What you will do → Gather all lines with "impl" from the records.
______
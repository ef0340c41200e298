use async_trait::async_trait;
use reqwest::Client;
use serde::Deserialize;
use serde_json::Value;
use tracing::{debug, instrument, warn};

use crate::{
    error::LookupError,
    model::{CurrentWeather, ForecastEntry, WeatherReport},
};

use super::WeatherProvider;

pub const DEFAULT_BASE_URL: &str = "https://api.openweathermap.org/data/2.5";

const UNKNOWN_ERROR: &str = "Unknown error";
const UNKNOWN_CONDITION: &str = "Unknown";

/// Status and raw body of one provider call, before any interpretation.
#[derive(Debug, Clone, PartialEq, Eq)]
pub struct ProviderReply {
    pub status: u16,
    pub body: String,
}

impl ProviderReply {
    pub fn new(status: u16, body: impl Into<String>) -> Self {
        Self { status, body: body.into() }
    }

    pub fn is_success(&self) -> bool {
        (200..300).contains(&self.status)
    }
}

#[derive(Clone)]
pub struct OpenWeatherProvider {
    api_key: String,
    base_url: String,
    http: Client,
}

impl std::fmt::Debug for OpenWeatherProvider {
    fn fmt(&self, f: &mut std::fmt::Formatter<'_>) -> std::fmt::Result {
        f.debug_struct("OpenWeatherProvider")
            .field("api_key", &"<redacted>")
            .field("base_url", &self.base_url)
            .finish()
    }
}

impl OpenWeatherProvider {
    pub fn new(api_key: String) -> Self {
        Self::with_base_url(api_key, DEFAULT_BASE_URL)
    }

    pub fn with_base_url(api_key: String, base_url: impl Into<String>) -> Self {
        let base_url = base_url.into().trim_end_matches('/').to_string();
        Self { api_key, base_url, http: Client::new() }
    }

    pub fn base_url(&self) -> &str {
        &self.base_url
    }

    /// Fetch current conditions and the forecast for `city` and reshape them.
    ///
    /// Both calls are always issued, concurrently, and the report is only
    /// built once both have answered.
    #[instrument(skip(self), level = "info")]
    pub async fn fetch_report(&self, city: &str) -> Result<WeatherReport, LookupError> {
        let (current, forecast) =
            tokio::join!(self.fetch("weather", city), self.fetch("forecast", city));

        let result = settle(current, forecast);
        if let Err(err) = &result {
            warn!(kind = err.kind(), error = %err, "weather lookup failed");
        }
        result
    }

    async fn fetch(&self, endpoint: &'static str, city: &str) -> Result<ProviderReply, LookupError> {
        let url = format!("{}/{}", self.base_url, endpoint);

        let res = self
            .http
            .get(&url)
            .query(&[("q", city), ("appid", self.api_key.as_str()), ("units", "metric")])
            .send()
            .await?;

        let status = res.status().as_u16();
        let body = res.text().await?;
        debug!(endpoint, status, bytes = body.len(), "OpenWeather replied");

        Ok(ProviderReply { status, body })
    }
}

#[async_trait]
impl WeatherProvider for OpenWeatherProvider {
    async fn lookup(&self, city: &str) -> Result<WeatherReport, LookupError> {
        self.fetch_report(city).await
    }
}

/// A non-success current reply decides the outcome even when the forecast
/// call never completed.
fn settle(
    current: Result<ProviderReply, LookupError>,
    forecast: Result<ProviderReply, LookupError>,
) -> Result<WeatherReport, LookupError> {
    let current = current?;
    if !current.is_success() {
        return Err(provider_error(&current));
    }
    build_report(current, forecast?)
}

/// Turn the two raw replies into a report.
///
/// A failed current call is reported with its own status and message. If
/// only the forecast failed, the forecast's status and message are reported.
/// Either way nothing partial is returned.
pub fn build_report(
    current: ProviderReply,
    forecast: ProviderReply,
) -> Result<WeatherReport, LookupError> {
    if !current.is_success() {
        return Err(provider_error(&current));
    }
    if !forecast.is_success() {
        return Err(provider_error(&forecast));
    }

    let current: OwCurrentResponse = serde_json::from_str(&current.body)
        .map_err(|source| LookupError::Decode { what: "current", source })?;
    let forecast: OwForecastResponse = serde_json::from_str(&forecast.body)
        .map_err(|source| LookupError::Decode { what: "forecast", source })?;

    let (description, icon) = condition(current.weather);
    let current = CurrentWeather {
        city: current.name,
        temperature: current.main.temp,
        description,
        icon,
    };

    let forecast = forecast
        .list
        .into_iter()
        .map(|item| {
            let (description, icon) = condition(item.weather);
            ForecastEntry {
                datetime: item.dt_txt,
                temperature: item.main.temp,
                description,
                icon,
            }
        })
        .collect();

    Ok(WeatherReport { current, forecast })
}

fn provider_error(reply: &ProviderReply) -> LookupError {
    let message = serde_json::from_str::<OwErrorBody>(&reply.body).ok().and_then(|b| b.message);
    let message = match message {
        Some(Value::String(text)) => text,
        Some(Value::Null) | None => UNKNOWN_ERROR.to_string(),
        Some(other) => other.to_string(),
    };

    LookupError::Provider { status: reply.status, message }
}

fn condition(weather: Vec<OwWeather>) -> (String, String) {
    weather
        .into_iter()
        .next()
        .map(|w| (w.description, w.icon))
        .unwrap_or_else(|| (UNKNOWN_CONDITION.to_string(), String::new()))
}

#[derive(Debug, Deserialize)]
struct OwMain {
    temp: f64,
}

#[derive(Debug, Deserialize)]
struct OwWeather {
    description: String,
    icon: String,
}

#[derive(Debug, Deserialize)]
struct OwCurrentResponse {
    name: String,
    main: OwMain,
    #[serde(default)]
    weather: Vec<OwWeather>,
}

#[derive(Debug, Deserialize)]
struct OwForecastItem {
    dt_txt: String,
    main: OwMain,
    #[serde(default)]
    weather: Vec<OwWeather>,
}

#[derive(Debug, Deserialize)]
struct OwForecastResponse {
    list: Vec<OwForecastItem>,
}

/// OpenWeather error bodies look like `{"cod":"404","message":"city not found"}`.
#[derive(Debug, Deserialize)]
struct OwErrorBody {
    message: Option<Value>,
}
______
Problem solution →
impl ProviderReply {
    pub fn new(status: u16, body: impl Into<String>) -> Self {
impl std::fmt::Debug for OpenWeatherProvider {
impl OpenWeatherProvider {
    pub fn with_base_url(api_key: String, base_url: impl Into<String>) -> Self {
impl WeatherProvider for OpenWeatherProvider {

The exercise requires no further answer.